■ About this exercise ■
Scan the lines below; pull out those with "filename".

■ Entries supplied ■
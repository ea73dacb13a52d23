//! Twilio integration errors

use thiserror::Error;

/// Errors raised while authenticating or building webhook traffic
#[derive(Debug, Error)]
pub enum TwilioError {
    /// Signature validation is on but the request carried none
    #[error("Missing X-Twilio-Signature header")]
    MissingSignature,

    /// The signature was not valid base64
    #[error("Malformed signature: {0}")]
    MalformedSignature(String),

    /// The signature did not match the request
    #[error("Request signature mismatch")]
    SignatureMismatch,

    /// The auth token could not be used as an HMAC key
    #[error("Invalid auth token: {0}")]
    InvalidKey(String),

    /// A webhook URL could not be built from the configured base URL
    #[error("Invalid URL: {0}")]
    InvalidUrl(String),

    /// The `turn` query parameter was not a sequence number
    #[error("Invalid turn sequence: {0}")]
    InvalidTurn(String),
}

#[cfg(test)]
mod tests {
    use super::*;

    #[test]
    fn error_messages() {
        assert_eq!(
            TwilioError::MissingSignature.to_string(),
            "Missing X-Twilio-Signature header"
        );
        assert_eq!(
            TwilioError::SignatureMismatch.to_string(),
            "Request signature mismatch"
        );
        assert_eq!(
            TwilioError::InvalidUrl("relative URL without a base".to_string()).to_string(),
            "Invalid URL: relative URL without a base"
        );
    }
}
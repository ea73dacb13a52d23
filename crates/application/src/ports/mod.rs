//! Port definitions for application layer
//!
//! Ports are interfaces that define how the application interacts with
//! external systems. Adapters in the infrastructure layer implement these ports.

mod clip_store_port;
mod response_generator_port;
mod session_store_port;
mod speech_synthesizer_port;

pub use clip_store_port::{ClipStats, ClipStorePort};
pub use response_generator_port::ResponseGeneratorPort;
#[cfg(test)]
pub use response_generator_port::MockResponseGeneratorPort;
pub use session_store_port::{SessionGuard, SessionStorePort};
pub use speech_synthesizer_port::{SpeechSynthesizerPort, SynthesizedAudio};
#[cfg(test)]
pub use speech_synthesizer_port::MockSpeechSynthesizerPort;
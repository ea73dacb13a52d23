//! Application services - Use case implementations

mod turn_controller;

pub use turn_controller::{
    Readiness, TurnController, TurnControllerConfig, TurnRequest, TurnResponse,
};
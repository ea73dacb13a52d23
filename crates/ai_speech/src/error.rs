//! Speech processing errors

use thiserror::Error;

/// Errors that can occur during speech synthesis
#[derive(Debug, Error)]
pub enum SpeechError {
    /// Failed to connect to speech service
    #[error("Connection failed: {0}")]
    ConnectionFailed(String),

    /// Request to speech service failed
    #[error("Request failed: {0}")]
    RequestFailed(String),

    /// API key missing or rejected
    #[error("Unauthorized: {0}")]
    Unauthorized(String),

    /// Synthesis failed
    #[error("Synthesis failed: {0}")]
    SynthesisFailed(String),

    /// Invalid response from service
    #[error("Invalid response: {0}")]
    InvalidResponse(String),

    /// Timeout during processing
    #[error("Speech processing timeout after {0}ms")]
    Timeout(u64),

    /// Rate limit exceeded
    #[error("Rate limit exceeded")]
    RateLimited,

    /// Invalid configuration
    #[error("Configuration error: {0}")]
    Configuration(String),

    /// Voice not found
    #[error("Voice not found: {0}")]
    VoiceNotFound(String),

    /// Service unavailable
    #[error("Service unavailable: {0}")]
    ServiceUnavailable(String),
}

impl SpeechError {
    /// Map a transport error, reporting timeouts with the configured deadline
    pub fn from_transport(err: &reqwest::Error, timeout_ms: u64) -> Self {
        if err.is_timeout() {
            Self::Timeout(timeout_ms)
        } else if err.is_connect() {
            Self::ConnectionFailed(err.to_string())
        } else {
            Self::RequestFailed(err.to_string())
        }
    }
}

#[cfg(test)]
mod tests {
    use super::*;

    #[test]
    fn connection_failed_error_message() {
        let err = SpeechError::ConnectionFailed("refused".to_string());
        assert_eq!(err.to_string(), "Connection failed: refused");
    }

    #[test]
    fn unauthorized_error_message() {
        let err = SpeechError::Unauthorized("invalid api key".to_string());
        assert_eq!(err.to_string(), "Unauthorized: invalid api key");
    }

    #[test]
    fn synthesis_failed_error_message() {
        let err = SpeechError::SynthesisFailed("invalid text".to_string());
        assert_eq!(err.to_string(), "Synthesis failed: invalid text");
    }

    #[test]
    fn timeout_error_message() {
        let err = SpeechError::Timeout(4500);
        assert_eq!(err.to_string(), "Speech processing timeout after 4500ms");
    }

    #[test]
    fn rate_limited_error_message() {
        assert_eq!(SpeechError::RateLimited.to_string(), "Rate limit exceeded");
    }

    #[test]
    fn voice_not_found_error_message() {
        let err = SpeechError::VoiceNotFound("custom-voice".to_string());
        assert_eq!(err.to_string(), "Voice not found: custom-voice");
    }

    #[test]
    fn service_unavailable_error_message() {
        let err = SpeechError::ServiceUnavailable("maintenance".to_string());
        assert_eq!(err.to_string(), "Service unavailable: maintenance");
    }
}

■ Exercise output ■
filename crates/application/src/ports/mod.rs
filename crates/ai_speech/src/error.rs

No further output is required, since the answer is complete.